Work to be completed: Answer with a number only, giving how many lines in the data below include "over".
[Data in this exercise]
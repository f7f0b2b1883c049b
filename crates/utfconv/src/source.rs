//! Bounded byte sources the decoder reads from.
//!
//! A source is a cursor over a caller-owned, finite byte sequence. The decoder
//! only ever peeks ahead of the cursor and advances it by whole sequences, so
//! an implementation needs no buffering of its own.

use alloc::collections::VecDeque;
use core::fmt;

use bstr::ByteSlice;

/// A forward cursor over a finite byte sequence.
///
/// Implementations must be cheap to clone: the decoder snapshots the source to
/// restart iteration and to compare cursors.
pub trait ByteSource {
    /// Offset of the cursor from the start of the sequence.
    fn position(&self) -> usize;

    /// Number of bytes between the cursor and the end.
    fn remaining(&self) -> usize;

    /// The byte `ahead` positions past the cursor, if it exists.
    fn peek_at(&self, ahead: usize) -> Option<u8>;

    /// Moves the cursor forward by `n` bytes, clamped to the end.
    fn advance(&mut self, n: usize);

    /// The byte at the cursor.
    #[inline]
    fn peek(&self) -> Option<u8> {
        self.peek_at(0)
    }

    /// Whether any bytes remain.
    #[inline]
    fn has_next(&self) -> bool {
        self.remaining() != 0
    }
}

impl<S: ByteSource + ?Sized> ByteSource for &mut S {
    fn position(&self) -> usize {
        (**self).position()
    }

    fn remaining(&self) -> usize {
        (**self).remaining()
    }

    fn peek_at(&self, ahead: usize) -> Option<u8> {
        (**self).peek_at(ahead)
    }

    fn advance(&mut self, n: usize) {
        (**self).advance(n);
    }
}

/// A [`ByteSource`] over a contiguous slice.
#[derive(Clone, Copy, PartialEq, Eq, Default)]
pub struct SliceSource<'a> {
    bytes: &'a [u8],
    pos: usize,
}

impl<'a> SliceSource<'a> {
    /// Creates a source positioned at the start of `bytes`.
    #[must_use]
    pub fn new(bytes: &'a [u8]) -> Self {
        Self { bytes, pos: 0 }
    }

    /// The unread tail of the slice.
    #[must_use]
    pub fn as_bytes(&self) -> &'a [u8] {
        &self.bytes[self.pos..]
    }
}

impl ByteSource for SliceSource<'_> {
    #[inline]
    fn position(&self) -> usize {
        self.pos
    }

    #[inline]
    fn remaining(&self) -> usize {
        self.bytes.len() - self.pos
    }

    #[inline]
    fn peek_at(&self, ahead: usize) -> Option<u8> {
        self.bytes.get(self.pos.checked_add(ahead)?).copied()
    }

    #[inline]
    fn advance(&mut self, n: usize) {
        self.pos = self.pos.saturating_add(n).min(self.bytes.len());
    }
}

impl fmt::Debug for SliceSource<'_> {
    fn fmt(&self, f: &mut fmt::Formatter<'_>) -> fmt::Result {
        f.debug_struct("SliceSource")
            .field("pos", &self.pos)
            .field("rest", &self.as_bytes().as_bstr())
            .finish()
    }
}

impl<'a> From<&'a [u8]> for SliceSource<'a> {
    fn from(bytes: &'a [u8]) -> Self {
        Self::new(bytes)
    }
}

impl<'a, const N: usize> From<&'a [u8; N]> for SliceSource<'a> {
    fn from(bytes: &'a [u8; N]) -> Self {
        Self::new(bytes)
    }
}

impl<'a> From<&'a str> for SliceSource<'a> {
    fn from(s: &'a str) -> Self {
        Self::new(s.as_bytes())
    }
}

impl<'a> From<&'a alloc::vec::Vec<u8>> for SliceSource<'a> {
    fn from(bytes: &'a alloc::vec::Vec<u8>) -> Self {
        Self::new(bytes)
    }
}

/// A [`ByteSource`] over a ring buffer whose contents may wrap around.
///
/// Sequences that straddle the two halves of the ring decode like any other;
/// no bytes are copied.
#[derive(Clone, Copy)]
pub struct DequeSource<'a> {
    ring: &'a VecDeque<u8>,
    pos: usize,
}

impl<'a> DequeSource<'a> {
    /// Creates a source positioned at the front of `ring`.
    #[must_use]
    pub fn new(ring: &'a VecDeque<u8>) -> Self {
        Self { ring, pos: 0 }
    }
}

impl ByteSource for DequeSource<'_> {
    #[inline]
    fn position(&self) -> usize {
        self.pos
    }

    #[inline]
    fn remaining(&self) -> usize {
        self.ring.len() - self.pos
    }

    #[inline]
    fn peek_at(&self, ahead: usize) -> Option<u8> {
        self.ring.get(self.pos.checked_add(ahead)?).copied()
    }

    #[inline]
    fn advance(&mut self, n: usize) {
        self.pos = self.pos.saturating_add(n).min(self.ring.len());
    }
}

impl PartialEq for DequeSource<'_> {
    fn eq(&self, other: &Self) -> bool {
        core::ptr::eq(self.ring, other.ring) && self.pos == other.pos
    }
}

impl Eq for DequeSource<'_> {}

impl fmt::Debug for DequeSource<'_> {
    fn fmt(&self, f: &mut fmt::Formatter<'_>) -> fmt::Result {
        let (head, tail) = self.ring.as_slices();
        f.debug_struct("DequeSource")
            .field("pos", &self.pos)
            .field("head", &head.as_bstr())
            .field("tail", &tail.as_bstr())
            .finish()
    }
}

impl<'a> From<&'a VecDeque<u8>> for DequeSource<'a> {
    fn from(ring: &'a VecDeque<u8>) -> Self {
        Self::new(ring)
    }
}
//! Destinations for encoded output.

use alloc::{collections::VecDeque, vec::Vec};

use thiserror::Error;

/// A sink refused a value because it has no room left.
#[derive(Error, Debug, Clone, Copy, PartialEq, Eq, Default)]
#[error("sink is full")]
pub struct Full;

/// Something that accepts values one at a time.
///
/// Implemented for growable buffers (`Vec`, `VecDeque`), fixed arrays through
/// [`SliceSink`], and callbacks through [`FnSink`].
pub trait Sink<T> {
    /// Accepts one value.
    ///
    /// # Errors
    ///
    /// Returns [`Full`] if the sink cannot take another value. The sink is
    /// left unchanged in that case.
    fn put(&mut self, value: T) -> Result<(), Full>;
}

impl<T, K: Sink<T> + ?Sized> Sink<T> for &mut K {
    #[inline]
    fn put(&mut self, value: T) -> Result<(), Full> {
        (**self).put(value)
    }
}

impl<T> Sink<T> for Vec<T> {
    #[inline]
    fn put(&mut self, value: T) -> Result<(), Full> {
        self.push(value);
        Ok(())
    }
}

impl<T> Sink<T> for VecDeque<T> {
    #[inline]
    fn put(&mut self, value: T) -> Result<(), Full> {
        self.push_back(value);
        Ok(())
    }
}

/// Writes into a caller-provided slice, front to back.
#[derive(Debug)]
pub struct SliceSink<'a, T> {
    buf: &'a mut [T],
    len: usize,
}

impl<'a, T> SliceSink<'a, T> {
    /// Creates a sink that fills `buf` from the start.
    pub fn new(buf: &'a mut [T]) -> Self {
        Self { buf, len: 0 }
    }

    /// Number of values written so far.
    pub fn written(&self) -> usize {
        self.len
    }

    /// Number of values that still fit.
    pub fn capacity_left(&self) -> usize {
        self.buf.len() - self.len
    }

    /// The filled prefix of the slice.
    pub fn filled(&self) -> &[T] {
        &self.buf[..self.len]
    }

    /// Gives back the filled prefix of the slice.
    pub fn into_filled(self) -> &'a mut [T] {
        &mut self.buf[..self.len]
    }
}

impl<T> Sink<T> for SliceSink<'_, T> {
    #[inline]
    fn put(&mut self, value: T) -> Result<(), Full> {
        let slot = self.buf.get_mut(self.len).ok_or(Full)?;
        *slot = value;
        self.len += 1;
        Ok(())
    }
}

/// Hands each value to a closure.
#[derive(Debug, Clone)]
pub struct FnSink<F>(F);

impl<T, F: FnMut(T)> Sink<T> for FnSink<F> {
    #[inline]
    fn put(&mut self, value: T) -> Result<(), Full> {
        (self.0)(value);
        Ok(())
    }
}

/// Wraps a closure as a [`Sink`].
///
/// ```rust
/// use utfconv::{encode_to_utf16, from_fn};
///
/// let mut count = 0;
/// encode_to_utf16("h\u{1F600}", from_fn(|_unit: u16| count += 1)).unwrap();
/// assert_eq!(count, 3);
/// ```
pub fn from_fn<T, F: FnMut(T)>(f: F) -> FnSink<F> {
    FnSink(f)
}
[/Data in this exercise]
[Data in this exercise]
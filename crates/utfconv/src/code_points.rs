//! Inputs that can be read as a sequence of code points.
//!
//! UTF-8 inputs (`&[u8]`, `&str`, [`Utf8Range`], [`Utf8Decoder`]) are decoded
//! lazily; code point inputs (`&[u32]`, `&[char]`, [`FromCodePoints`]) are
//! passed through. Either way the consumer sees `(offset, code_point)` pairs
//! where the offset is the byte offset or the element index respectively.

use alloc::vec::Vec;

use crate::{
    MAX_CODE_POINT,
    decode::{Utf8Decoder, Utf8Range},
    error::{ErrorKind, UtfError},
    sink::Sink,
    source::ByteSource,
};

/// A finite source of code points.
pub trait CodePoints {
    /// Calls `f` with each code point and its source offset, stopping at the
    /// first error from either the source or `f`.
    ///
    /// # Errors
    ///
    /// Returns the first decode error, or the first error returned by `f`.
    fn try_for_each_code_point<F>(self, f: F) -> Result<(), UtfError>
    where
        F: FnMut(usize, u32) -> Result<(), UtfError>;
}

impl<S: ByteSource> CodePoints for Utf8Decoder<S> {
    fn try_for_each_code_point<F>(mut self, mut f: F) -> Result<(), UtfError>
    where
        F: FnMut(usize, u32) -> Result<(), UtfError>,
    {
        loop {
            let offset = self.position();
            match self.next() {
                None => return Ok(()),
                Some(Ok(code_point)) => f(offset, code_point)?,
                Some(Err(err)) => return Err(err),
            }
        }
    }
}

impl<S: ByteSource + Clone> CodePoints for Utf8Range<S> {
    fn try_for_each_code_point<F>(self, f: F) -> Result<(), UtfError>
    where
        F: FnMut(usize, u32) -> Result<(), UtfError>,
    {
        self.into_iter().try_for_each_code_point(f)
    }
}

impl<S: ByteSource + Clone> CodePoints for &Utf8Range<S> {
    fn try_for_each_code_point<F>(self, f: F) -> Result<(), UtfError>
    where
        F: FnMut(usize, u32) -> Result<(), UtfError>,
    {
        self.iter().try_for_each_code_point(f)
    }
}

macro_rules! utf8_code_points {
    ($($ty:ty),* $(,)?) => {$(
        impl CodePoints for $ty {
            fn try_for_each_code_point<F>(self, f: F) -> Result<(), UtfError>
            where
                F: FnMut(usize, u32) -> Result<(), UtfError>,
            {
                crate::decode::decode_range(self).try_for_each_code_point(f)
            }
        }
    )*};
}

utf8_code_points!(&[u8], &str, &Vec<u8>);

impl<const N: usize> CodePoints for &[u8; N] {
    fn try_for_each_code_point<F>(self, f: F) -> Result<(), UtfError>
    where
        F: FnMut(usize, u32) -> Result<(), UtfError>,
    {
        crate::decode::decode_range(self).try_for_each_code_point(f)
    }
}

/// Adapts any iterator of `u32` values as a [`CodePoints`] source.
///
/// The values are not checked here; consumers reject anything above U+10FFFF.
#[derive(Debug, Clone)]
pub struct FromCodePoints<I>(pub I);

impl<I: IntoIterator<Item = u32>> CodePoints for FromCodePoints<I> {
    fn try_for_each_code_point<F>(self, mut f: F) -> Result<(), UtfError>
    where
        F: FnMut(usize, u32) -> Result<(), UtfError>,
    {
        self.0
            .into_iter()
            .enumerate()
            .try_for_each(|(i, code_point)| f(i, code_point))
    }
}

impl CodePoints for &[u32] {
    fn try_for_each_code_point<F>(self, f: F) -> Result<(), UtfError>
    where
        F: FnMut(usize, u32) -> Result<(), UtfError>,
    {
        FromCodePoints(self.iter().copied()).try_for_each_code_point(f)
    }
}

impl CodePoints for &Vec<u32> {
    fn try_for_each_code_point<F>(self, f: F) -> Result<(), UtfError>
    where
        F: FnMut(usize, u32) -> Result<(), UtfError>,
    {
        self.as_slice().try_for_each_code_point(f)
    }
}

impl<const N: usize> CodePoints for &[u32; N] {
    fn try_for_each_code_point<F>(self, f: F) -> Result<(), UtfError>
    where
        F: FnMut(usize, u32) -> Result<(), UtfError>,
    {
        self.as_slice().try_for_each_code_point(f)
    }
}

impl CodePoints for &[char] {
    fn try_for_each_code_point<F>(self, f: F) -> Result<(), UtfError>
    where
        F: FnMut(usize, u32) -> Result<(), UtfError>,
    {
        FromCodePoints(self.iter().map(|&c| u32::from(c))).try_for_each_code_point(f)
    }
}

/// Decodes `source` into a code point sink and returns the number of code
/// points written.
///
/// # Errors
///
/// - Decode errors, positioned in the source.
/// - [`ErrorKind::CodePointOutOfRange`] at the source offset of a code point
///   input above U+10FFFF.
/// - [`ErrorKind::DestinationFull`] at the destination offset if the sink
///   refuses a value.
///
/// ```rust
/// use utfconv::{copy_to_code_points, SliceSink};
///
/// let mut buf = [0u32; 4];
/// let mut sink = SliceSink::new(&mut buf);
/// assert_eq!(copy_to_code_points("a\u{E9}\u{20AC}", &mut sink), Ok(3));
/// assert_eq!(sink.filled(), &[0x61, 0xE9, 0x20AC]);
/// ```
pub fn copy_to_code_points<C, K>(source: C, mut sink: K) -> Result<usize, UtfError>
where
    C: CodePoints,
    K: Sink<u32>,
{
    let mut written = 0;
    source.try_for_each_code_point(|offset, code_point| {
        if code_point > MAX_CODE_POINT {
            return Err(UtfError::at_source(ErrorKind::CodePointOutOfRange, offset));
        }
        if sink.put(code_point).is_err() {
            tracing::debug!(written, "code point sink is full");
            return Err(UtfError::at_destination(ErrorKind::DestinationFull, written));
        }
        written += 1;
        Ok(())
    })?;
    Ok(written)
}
[/Data in this exercise]
Result: 4